Collected data entries:
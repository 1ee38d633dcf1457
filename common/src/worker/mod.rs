// Worker side of the line protocol: serve ticks from the host on stdio

pub mod handler;
pub mod server;

pub use handler::{CommandTickHandler, TickHandler};
pub use server::{serve, ServeOutcome};
// Worker binary entry point: answers tick signals on stdin/stdout

use anyhow::Result;
use common::config::WorkerSettings;
use common::worker::{serve, CommandTickHandler, ServeOutcome};
use tokio::io::BufReader;
use tracing::{error, info};

#[tokio::main]
async fn main() -> Result<()> {
    // stdout carries replies, so logs go to stderr
    tracing_subscriber::fmt()
        .with_writer(std::io::stderr)
        .with_target(false)
        .with_level(true)
        .json()
        .init();

    let settings = WorkerSettings::load().map_err(|e| {
        error!(error = %e, "Failed to load worker configuration");
        anyhow::anyhow!("Configuration error: {}", e)
    })?;

    info!(
        pid = std::process::id(),
        max_requests = settings.max_requests,
        "Worker ready"
    );

    let handler = CommandTickHandler::new(settings.command);
    let stdin = BufReader::new(tokio::io::stdin());
    let stdout = tokio::io::stdout();

    match serve(stdin, stdout, &handler, settings.max_requests).await? {
        ServeOutcome::Recycle { served } => info!(served, "Worker recycled"),
        ServeOutcome::HostClosed { served } => info!(served, "Worker detached from host"),
    }

    Ok(())
}
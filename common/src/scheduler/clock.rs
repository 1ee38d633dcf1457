// Wall-clock sources for minute alignment

use chrono::{DateTime, Utc};

/// Wall-clock source used to compute minute alignment
pub trait Clock: Send + Sync {
    fn now(&self) -> DateTime<Utc>;
}

#[derive(Debug, Clone, Copy, Default)]
pub struct SystemClock;

impl Clock for SystemClock {
    fn now(&self) -> DateTime<Utc> {
        Utc::now()
    }
}

/// Clock frozen at a single instant
#[derive(Debug, Clone, Copy)]
pub struct FixedClock(pub DateTime<Utc>);

impl Clock for FixedClock {
    fn now(&self) -> DateTime<Utc> {
        self.0
    }
}
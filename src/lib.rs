//! # Verdure Models
//!
//! Vegetation canopy models and simulation state containers for Verdure,
//! a multi-scale vegetation-dynamics simulator.
//!
//! ## Crate layout
//!
//! - [`models`]: Domain-specific model implementations. The canopy
//!   resolvability classifier lives here.
//! - [`support`]: Supporting utilities used by models, including the
//!   simulation state hierarchy and numeric constraint types.
//!
//! ## Utility code lifecycle
//!
//! Modules in [`support`] are part of the public API because they're useful,
//! but their APIs are not stable. Breaking changes may occur as needed.
//!
//! Utility code in this crate follows a natural progression as needs emerge:
//!
//! 1. **Model-specific**: Starts in a model's internal `core` module
//! 2. **Domain-specific**: If useful across models in a domain
//!    (e.g., `vegetation`), it moves to a domain-level support module
//! 3. **Crate-level**: If useful across multiple domains, it moves to
//!    [`support`]

pub mod models;
pub mod support;
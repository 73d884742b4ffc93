//! Type-level numeric constraints checked at construction.
//!
//! Simulation state that crosses a module boundary carries physical
//! invariants the type alone can't express: a surface water depth is never
//! negative, a species threshold is never NaN. This module provides a
//! [`Constrained<T, C>`] wrapper that checks such an invariant once, at
//! construction, so downstream code can rely on it without re-validating.
//!
//! The only marker currently provided is [`NonNegative`] (zero or greater,
//! and a number). Further markers can be added by implementing
//! [`Constraint<T>`] for a zero-sized type.
//!
//! The [`Constraint::check`] entry point is also usable on its own for
//! defensive validation of values that are stored raw, such as cohort heat
//! capacities that upstream modules mutate freely.

mod non_negative;

use std::marker::PhantomData;

use thiserror::Error;

pub use non_negative::NonNegative;

/// A trait for enforcing numeric invariants at construction time.
///
/// Implement this trait for a marker type representing a numeric constraint,
/// such as [`NonNegative`].
pub trait Constraint<T> {
    /// Checks that the given value satisfies this constraint.
    ///
    /// # Errors
    ///
    /// Returns a [`ConstraintError`] if the value does not satisfy the constraint.
    fn check(value: &T) -> Result<(), ConstraintError>;
}

/// An error returned when a [`Constraint`] is violated.
#[derive(Debug, Clone, Copy, PartialEq, Eq, Error)]
#[non_exhaustive]
pub enum ConstraintError {
    #[error("value must not be negative")]
    Negative,
    #[error("value is not a number")]
    NotANumber,
}

/// A result type alias to use with [`Constraint`].
pub type ConstraintResult<T, E = ConstraintError> = Result<T, E>;

/// A wrapper enforcing a numeric constraint at construction time.
///
/// Combine this with one of the provided marker types (such as
/// [`NonNegative`]) or your own [`Constraint<T>`] implementation.
///
/// # Example
///
/// ```
/// use uom::si::{f64::Length, length::meter};
/// use verdure_models::support::constraint::{Constrained, NonNegative};
///
/// let depth = Constrained::<_, NonNegative>::new(Length::new::<meter>(0.4)).unwrap();
/// assert_eq!(depth.into_inner(), Length::new::<meter>(0.4));
/// ```
#[derive(Debug, Clone, Copy, Default, PartialEq, Eq, PartialOrd, Ord)]
pub struct Constrained<T, C: Constraint<T>> {
    value: T,
    _marker: PhantomData<C>,
}

impl<T, C: Constraint<T>> Constrained<T, C> {
    /// Constructs a new constrained value.
    ///
    /// # Errors
    ///
    /// Returns an error if the value does not satisfy the constraint.
    pub fn new(value: T) -> Result<Self, ConstraintError> {
        C::check(&value)?;
        Ok(Self {
            value,
            _marker: PhantomData,
        })
    }

    /// Consumes the wrapper and returns the inner value.
    pub fn into_inner(self) -> T {
        self.value
    }
}

/// Returns a reference to the inner unconstrained value.
impl<T, C: Constraint<T>> AsRef<T> for Constrained<T, C> {
    fn as_ref(&self) -> &T {
        &self.value
    }
}
use std::cmp::Ordering;

use num_traits::Zero;

use super::{Constrained, Constraint, ConstraintError};

/// Marker type enforcing that a value is non-negative (zero or greater).
///
/// Use this type with [`Constrained<T, NonNegative>`] to encode
/// non-negativity at the type level. `NaN` is rejected alongside negative
/// values, so a constrained value is always comparable.
///
/// # Examples
///
/// ```
/// use uom::si::{f64::HeatCapacity, heat_capacity::joule_per_kelvin};
/// use verdure_models::support::constraint::{Constrained, NonNegative};
///
/// // Generic constructor:
/// let x = Constrained::<_, NonNegative>::new(HeatCapacity::new::<joule_per_kelvin>(0.5)).unwrap();
/// assert_eq!(x.into_inner(), HeatCapacity::new::<joule_per_kelvin>(0.5));
///
/// // Associated constructor:
/// let y = NonNegative::new(0.0).unwrap();
/// assert_eq!(y.into_inner(), 0.0);
///
/// // Error cases:
/// assert!(NonNegative::new(-7.0).is_err());
/// assert!(NonNegative::new(f64::NAN).is_err());
/// ```
#[derive(Debug, Clone, Copy, PartialEq, Eq, PartialOrd, Ord)]
pub struct NonNegative;

impl NonNegative {
    /// Constructs a [`Constrained<T, NonNegative>`] if the value is non-negative.
    ///
    /// # Errors
    ///
    /// Returns an error if the value is negative or not a number (`NaN`).
    pub fn new<T: PartialOrd + Zero>(
        value: T,
    ) -> Result<Constrained<T, NonNegative>, ConstraintError> {
        Constrained::<T, NonNegative>::new(value)
    }
}

impl<T: PartialOrd + Zero> Constraint<T> for NonNegative {
    fn check(value: &T) -> Result<(), ConstraintError> {
        match value.partial_cmp(&T::zero()) {
            Some(Ordering::Greater | Ordering::Equal) => Ok(()),
            Some(Ordering::Less) => Err(ConstraintError::Negative),
            None => Err(ConstraintError::NotANumber),
        }
    }
}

## Work instruction
Write only the number of lines above in which the word "ServeOutcome" is found.

## Output
4